Imagine, if you can, being back in high school and getting in touch with Mark Twain through social media to talk about the Huckleberry Finn
report you've been working on (or procrastinating about).
Well, as more and more contemporary authors use social media to promote their books and interact with fans, we're seeing some funny online incidents. Especially when students who should have finished their reading assignment go scouring the web for the CliffsNotes.
Recently, a Yahoo Answers user with the name "♥ Idiot America ~ ϟƘƦІןן∑x ♥" requested a summary and explanation of the book The Boy Who Couldn't Sleep and Never Had To
by author and humorist D.C. Pierson (pictured at left). The student claimed not to be slacking on their summer reading list, but hadn't been able to finish the book because the local library was "getting work done, and it was on hold already," and added, "Someone please answer this, I have to get this done."
About a day later, Pierson himself posted a tongue-in-cheek reply.
"First off, I'm really excited that my book is being suggested for summer reading. On the other hand, I'm bummed out that you don't want to try and finish it, and not even because you think it's bad, but just because it seems like work instead of like fun."

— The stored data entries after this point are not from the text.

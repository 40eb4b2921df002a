//! HTTP collaborators: the random-article source that feeds the load
//! generator and the scoring service under measurement.

pub mod liftwing;
pub mod traits;
pub mod wikipedia;

pub use liftwing::LiftWingScorer;
pub use traits::{ContentSource, ScoreError, Scorer, SourceError};
pub use wikipedia::WikipediaSource;
mod cli;

use std::sync::Arc;

use anyhow::{Context, Result};
use clap::Parser;
use tracing::info;

use latprobe_client::{LiftWingScorer, WikipediaSource};
use latprobe_core::config::{load_dotenv, load_dotenv_from};
use latprobe_core::Config;
use latprobe_engine::{BatchProducer, RunController};
use latprobe_storage::SqliteSink;

use crate::cli::Cli;

#[tokio::main]
async fn main() -> Result<()> {
    tracing_subscriber::fmt()
        .with_env_filter(
            tracing_subscriber::EnvFilter::try_from_default_env()
                .unwrap_or_else(|_| tracing_subscriber::EnvFilter::new("info")),
        )
        .with_target(false)
        .init();

    let args = Cli::parse();

    match &args.env_file {
        Some(path) => load_dotenv_from(path).context("failed to load env file")?,
        None => load_dotenv(),
    }

    let config = Config::from_env(|key| args.override_for(key)).context("invalid configuration")?;
    config.log_summary();

    let db_path = &config.sink.database_path;
    let sink = Arc::new(
        SqliteSink::open(db_path)
            .await
            .with_context(|| format!("failed to open measurement database {}", db_path.display()))?,
    );

    let source = Arc::new(WikipediaSource::new(&config.source).context("failed to build content source client")?);
    let scorer = Arc::new(LiftWingScorer::new(&config.scoring).context("failed to build scoring client")?);

    let producer = BatchProducer::new(source, config.source.tags.clone(), config.run.batch_size)?;
    let controller = RunController::new(config.run.clone(), scorer, sink.clone())?;

    info!("starting load run");
    let summary = controller.execute(producer).await.context("load run failed")?;
    sink.close().await;

    if args.json {
        println!("{}", serde_json::to_string_pretty(&summary)?);
    } else {
        println!("{}", summary.report);
    }

    Ok(())
}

Pierson encouraged the student to give the book a try, saying there was far more sex, profanity and drug use in his novel than in the other books typically assigned to students. The author even offered an interesting angle to work into an essay about the book.

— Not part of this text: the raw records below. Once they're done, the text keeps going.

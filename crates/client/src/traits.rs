use async_trait::async_trait;
use thiserror::Error;

use latprobe_core::SampledItem;

#[derive(Debug, Error)]
pub enum SourceError {
    #[error("HTTP request failed: {0}")]
    Http(#[from] reqwest::Error),

    #[error("API error: {0}")]
    Api(String),

    #[error("malformed response: {0}")]
    Parse(String),
}

#[derive(Debug, Error)]
pub enum ScoreError {
    #[error("HTTP request failed: {0}")]
    Http(#[from] reqwest::Error),

    #[error("scoring service returned {status}: {body}")]
    Status { status: u16, body: String },

    /// Raised by in-process scorers (tests, dry runs).
    #[error("scoring rejected: {0}")]
    Rejected(String),
}

/// A service that hands out random articles for one source tag.
#[async_trait]
pub trait ContentSource: Send + Sync {
    /// Fetch up to `count` items from `source_tag`. Fewer may come back.
    async fn sample(&self, source_tag: &str, count: usize) -> Result<Vec<SampledItem>, SourceError>;
}

/// The service whose latency is being measured.
///
/// Only success or failure matters; the score payload is never inspected.
#[async_trait]
pub trait Scorer: Send + Sync {
    async fn score(&self, source_tag: &str, item_id: i64) -> Result<(), ScoreError>;
}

"A lot of people have asked me if it was supposed to be real or not, and my feeling is, it was. You won't know what I'm talking about unless you read 'til the end, though. And you might disagree with me on this 'it was all real' thing once you get there. Just because I wrote it doesn't make my opinion more valid than yours. Wouldn't it be cool to tell your teacher, 'The author says he thinks (it) was real but he's an idiot and I disagree with him and here's why!'"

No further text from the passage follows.